MP denuncia ex-prefeito por malversação e fraude

Ex-prefeito
JOSÉ MARIA BESSA RESPONDERÁ A DIVERSAS ACUSAÇÕES

O ex-prefeito do município de Porto Grande, José Maria Bessa de Oliveira (PDT), foi denunciado à Justiça por ato de improbidade administrativa. Ele é acusado de não repassar ao Banco Rural os valores descontados das remunerações dos servidores a título de empréstimos consignados, além de ter emitido cheques sem fundos da prefeitura quando faltavam apenas três dias para o fim de seu mandato. A ação (processo 0000719-37.2013.8.03.0011, assinada pelo promotor de Justiça Vinícius Mendonça Carvalho, tramita na Vara Única da Comarca de Porto Grande e será julgada pela juíza Joenilda Lobato Silva Lenzi.
A Promotoria de Justiça de Porto Grande apurou que, em 22 de março de 2008, a prefeitura local firmou convênio com o Banco Rural S/A, objetivando a concessão de empréstimos aos servidores do Município, com pagamento mediante consignação dos valores das parcelas devidas em folha de pagamento. Entretanto, no período de junho de 2009 a maio de 2011, a prefeitura, sob as ordens do então prefeito José Maria Bessa, deixou de repassar R$ 994.113,78 ao Banco Rural, valores que foram descontados da remuneração dos servidores. Bessa confessou a dívida através de instrumento e firmou acordo com o banco para pagamento dos R$ 994 mil em 29 parcelas mensais. Mas o acordo não foi cumprido por ele.
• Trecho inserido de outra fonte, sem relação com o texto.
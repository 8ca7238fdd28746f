use axum::{
    Json, Router,
    extract::{Path, Query, State},
    routing::get,
};
use uuid::Uuid;

use crate::{
    dto::products::{CreateProductRequest, ProductList, UpdateProductRequest},
    error::AppResult,
    middleware::auth::AuthUser,
    models::Product,
    response::ApiResponse,
    routes::params::ProductQuery,
    services::product_service,
    state::AppState,
};

pub fn router() -> Router<AppState> {
    Router::new()
        .route("/", get(list_products).post(create_product))
        .route(
            "/{id}",
            get(get_product).put(update_product).delete(delete_product),
        )
}

#[utoipa::path(
    get,
    path = "/api/products",
    params(ProductQuery),
    responses(
        (status = 200, description = "List products", body = ApiResponse<ProductList>),
        (status = 401, description = "Unauthorized")
    ),
    security(("bearer_auth" = [])),
    tag = "Products"
)]
pub async fn list_products(
    State(state): State<AppState>,
    _user: AuthUser,
    Query(query): Query<ProductQuery>,
) -> AppResult<Json<ApiResponse<ProductList>>> {
    let resp = product_service::list_products(&state, query).await?;
    Ok(Json(resp))
}

#[utoipa::path(
    get,
    path = "/api/products/{id}",
    params(
        ("id" = Uuid, Path, description = "Product ID")
    ),
    responses(
        (status = 200, description = "Get product", body = ApiResponse<Product>),
        (status = 404, description = "Product not found"),
    ),
    security(("bearer_auth" = [])),
    tag = "Products"
)]
pub async fn get_product(
    State(state): State<AppState>,
    _user: AuthUser,
    Path(id): Path<Uuid>,
) -> AppResult<Json<ApiResponse<Product>>> {
    let resp = product_service::get_product(&state, id).await?;
    Ok(Json(resp))
}

#[utoipa::path(
    post,
    path = "/api/products",
    request_body = CreateProductRequest,
    responses(
        (status = 200, description = "Create product", body = ApiResponse<Product>),
        (status = 400, description = "Invalid product")
    ),
    security(("bearer_auth" = [])),
    tag = "Products"
)]
pub async fn create_product(
    State(state): State<AppState>,
    user: AuthUser,
    Json(payload): Json<CreateProductRequest>,
) -> AppResult<Json<ApiResponse<Product>>> {
    let resp = product_service::create_product(&state, &user, payload).await?;
    Ok(Json(resp))
}

#[utoipa::path(
    put,
    path = "/api/products/{id}",
    params(
        ("id" = Uuid, Path, description = "Product ID")
    ),
    request_body = UpdateProductRequest,
    responses(
        (status = 200, description = "Updated product", body = ApiResponse<Product>),
        (status = 400, description = "Invalid product"),
        (status = 404, description = "Product not found")
    ),
    security(("bearer_auth" = [])),
    tag = "Products"
)]
pub async fn update_product(
    State(state): State<AppState>,
    user: AuthUser,
    Path(id): Path<Uuid>,
    Json(payload): Json<UpdateProductRequest>,
) -> AppResult<Json<ApiResponse<Product>>> {
    let resp = product_service::update_product(&state, &user, id, payload).await?;
    Ok(Json(resp))
}

#[utoipa::path(
    delete,
    path = "/api/products/{id}",
    params(
        ("id" = Uuid, Path, description = "Product ID")
    ),
    responses(
        (status = 200, description = "Deleted product"),
        (status = 400, description = "Product is referenced by orders"),
        (status = 404, description = "Product not found")
    ),
    security(("bearer_auth" = [])),
    tag = "Products"
)]
pub async fn delete_product(
    State(state): State<AppState>,
    user: AuthUser,
    Path(id): Path<Uuid>,
) -> AppResult<Json<ApiResponse<serde_json::Value>>> {
    let resp = product_service::delete_product(&state, &user, id).await?;
    Ok(Json(resp))
}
Ao final do mandato de José Maria Bessa, descobriu-se que a prefeitura de Porto Grande devia ao Banco Rural R$ 119.974,28 das parcelas inadimplidas do instrumento de confissão de dívida, e mais R$ 219.451,49 decorrentes da falta dos repasses mensais dos valores descontados das remunerações dos servidores municipais.
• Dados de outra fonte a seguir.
pub async fn list_orders(
    state: &AppState,
    query: OrderListQuery,
) -> AppResult<ApiResponse<OrderList>> {
    let (page, limit, offset) = query.pagination().normalize();
    let mut condition = Condition::all();

    if let Some(status) = query.status {
        condition = condition.add(OrderCol::Status.eq(status.as_str()));
    }
    if let Some(start) = query.start_date {
        condition = condition.add(OrderCol::EventDate.gte(start));
    }
    if let Some(end) = query.end_date {
        condition = condition.add(OrderCol::EventDate.lte(end));
    }
    if let Some(search) = query.q.as_deref().map(str::trim).filter(|s| !s.is_empty()) {
        let pattern = format!("%{search}%");
        condition = condition.add(
            Condition::any()
                .add(Expr::col(OrderCol::CustomerName).ilike(pattern.clone()))
                .add(Expr::col(OrderCol::CustomerPhone).ilike(pattern)),
        );
    }

    let sort_col = match query.sort_by.unwrap_or(OrderSortBy::CreatedAt) {
        OrderSortBy::CreatedAt => OrderCol::CreatedAt,
        OrderSortBy::EventDate => OrderCol::EventDate,
        OrderSortBy::DeliveryDate => OrderCol::DeliveryDate,
        OrderSortBy::Status => OrderCol::Status,
    };
    let mut finder = Orders::find().filter(condition);
    finder = match query.sort_order.unwrap_or(SortOrder::Desc) {
        SortOrder::Asc => finder.order_by_asc(sort_col),
        SortOrder::Desc => finder.order_by_desc(sort_col),
    };

    let total = finder.clone().count(&state.orm).await? as i64;

    let orders = finder
        .limit(limit as u64)
        .offset(offset as u64)
        .all(&state.orm)
        .await?;
    let items = summarize_orders(&state.orm, orders).await?;

    let meta = Meta::new(page, limit, total);
    Ok(ApiResponse::success("Ok", OrderList { items }, Some(meta)))
}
De acordo com o promotor Vinícius Mendonça Carvalho, no dia 28 de dezembro de 2012, três dias antes do término do seu mandato, o então prefeito José Maria Bessa emitiu oito cheques em nome da prefeitura de Porto Grande, no valor total de R$ 191.640,25. Os cheques se destinariam ao pagamento de parte do débito existente com a instituição financeira. Nenhum tinha fundo.
O promotor pede a condenação de José Maria Bessa com a suspensão dos direitos políticos de três a cinco anos, pagamento de multa civil de até cem vezes o valor da remuneração percebida por ele e proibição de contratar com o Poder Público ou receber benefícios ou incentivos fiscais ou creditícios, direta ou indiretamente, ainda que por intermédio de pessoa jurídica da qual seja sócio majoritário, pelo prazo de três anos.
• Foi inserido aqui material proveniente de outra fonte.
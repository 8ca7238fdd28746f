//! Printable order document, rendered as an A4 PDF.

use printpdf::{
    BuiltinFont, IndirectFontRef, Mm, PdfDocument, PdfDocumentReference, PdfLayerReference,
};
use rust_decimal::Decimal;
use uuid::Uuid;

use crate::{
    config::BusinessInfo,
    dto::orders::OrderWithItems,
    error::{AppError, AppResult},
    services::order_service,
    state::AppState,
};

const PAGE_WIDTH: f32 = 210.0;
const PAGE_HEIGHT: f32 = 297.0;
const MARGIN: f32 = 20.0;
const LAYER: &str = "Content";
const PT_TO_MM: f32 = 0.3528;
const WRAP_AT: usize = 95;

/// Item table columns, in mm from the left margin.
const COL_PRODUCT: f32 = 0.0;
const COL_CATEGORY: f32 = 68.0;
const COL_QUANTITY: f32 = 104.0;
const COL_UNIT_PRICE: f32 = 124.0;
const COL_SUBTOTAL: f32 = 150.0;

pub struct OrderDocument {
    pub filename: String,
    pub bytes: Vec<u8>,
}

pub async fn order_document(state: &AppState, id: Uuid) -> AppResult<OrderDocument> {
    let order = order_service::find_order(state, id).await?;
    let bytes = render_order_pdf(&order, &state.business)?;
    tracing::debug!(order_id = %id, bytes = bytes.len(), "order document rendered");
    Ok(OrderDocument {
        filename: format!("order_{id}.pdf"),
        bytes,
    })
}

pub fn render_order_pdf(order: &OrderWithItems, business: &BusinessInfo) -> AppResult<Vec<u8>> {
    render(order, business).map(|(bytes, _)| bytes)
}

fn render(order: &OrderWithItems, business: &BusinessInfo) -> AppResult<(Vec<u8>, usize)> {
    let header = &order.order;
    let mut pages = Pages::new(&format!("Order {}", header.id))?;

    pages.line(18.0, true, &business.name);
    if !business.address.is_empty() {
        pages.line(9.0, false, &format!("Address: {}", business.address));
    }
    if !business.phone.is_empty() {
        pages.line(9.0, false, &format!("Phone: {}", business.phone));
    }
    pages.gap(6.0);

    pages.line(13.0, true, &format!("Order # {}", header.id));
    pages.line(
        10.0,
        false,
        &format!("Date: {}", header.created_at.format("%d/%m/%Y %H:%M UTC")),
    );
    pages.line(10.0, false, &format!("Status: {}", header.status_display));

    pages.section("Customer");
    pages.line(11.0, false, &format!("Name: {}", header.customer_name));
    if !header.customer_phone.is_empty() {
        pages.line(11.0, false, &format!("Phone: {}", header.customer_phone));
    }
    if !header.customer_address.is_empty() {
        pages.line(11.0, false, &format!("Address: {}", header.customer_address));
    }

    pages.section("Dates");
    for (label, date) in [
        ("Event", header.event_date),
        ("Delivery", header.delivery_date),
        ("Return", header.return_date),
    ] {
        pages.line(11.0, false, &format!("{label}: {}", date.format("%d/%m/%Y")));
    }

    pages.section("Rented items");
    let columns = [
        (COL_PRODUCT, "Product"),
        (COL_CATEGORY, "Category"),
        (COL_QUANTITY, "Quantity"),
        (COL_UNIT_PRICE, "Unit price"),
        (COL_SUBTOTAL, "Subtotal"),
    ];
    pages.row(10.0, true, &columns);
    for item in &order.items {
        if pages.ensure_room(row_height(9.0)) {
            pages.row(10.0, true, &columns);
        }
        let name = clip(&item.product_name, 38);
        let category = clip(&item.product_category, 20);
        let quantity = item.quantity.to_string();
        let unit_price = money(item.unit_price);
        let subtotal = money(item.subtotal);
        pages.row(
            9.0,
            false,
            &[
                (COL_PRODUCT, name.as_str()),
                (COL_CATEGORY, category.as_str()),
                (COL_QUANTITY, quantity.as_str()),
                (COL_UNIT_PRICE, unit_price.as_str()),
                (COL_SUBTOTAL, subtotal.as_str()),
            ],
        );
    }

    pages.gap(6.0);
    let total = format!("TOTAL: {}", money(order.total));
    pages.row(14.0, true, &[(COL_UNIT_PRICE, total.as_str())]);

    if !header.observations.trim().is_empty() {
        pages.section("Observations");
        for line in wrap(&header.observations, WRAP_AT) {
            pages.line(10.0, false, &line);
        }
    }

    pages.finish()
}

struct Pages {
    doc: PdfDocumentReference,
    layer: PdfLayerReference,
    regular: IndirectFontRef,
    bold: IndirectFontRef,
    y: f32,
    count: usize,
}

impl Pages {
    fn new(title: &str) -> AppResult<Self> {
        let (doc, page, layer) = PdfDocument::new(title, Mm(PAGE_WIDTH), Mm(PAGE_HEIGHT), LAYER);
        let regular = doc.add_builtin_font(BuiltinFont::Helvetica).map_err(pdf_error)?;
        let bold = doc
            .add_builtin_font(BuiltinFont::HelveticaBold)
            .map_err(pdf_error)?;
        let layer = doc.get_page(page).get_layer(layer);
        Ok(Self {
            doc,
            layer,
            regular,
            bold,
            y: PAGE_HEIGHT - MARGIN,
            count: 1,
        })
    }

    /// Starts a new page when `height` does not fit; returns whether it did.
    fn ensure_room(&mut self, height: f32) -> bool {
        if self.y - height >= MARGIN {
            return false;
        }
        let (page, layer) = self.doc.add_page(Mm(PAGE_WIDTH), Mm(PAGE_HEIGHT), LAYER);
        self.layer = self.doc.get_page(page).get_layer(layer);
        self.y = PAGE_HEIGHT - MARGIN;
        self.count += 1;
        true
    }

    fn line(&mut self, size: f32, bold: bool, text: &str) {
        self.row(size, bold, &[(0.0, text)]);
    }

    fn row(&mut self, size: f32, bold: bool, cells: &[(f32, &str)]) {
        let height = row_height(size);
        self.ensure_room(height);
        self.y -= height;
        let font = if bold { &self.bold } else { &self.regular };
        for &(x, text) in cells {
            self.layer
                .use_text(text, size, Mm(MARGIN + x), Mm(self.y), font);
        }
    }

    fn section(&mut self, title: &str) {
        self.gap(4.0);
        self.line(12.0, true, title);
    }

    fn gap(&mut self, mm: f32) {
        self.y -= mm;
    }

    fn finish(self) -> AppResult<(Vec<u8>, usize)> {
        let count = self.count;
        let bytes = self.doc.save_to_bytes().map_err(pdf_error)?;
        Ok((bytes, count))
    }
}

fn row_height(size: f32) -> f32 {
    size * PT_TO_MM * 1.6
}

fn pdf_error(err: printpdf::Error) -> AppError {
    AppError::Internal(anyhow::anyhow!("pdf rendering failed: {err:?}"))
}

fn money(amount: Decimal) -> String {
    format!("${:.2}", amount.round_dp(2))
}

/// Truncates to `max` characters, marking the cut with "...".
fn clip(text: &str, max: usize) -> String {
    if text.chars().count() <= max {
        return text.to_string();
    }
    let kept: String = text.chars().take(max.saturating_sub(3)).collect();
    format!("{kept}...")
}

/// Greedy word wrap; words longer than `width` get a line of their own.
fn wrap(text: &str, width: usize) -> Vec<String> {
    let mut lines = Vec::new();
    for paragraph in text.lines() {
        let mut current = String::new();
        for word in paragraph.split_whitespace() {
            let needed = current.chars().count() + word.chars().count() + 1;
            if !current.is_empty() && needed > width {
                lines.push(std::mem::take(&mut current));
            }
            if !current.is_empty() {
                current.push(' ');
            }
            current.push_str(word);
        }
        lines.push(current);
    }
    lines
}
“José Maria Bessa de Oliveira praticou graves atos de improbidade administrativa que violaram princípios constitucionais da administração pública, como os princípios da legalidade, moralidade e impessoalidade, além dos deveres de honestidade e imparcialidade, razão pela qual lhe devem ser impostas as sanções cominadas em lei”, afirmou Vinícius Carvalho.
Bessa foi ainda denunciado pelo Ministério Público pela prática dos crimes de peculato-desvio e fraude no pagamento por meio de cheques.
O ex-prefeito de Porto Grande José Maria Bessa de Oliveira (PDT) igualmente foi denunciado pelo Ministério Público em agosto do ano passado (processo 0001003-79.2012.8.03.0011), também por improbidade administrativa em razão da não apresentação de prestação de contas. O MP chegou a pedir a indisponibilidade dos bens do então prefeito, o que foi negado pela Justiça. José Maria Bessa é o terceiro ex-gestor filiado ao PDT denunciado pelo Ministério Público por não repassar a instituições financeiras valores descontados em contracheques de servidores com empréstimos consignados. Antes dele foram denunciados o ex-governador Waldez Góes e o ex-prefeito de Macapá, Roberto Góes, ambos do PDT Amapá.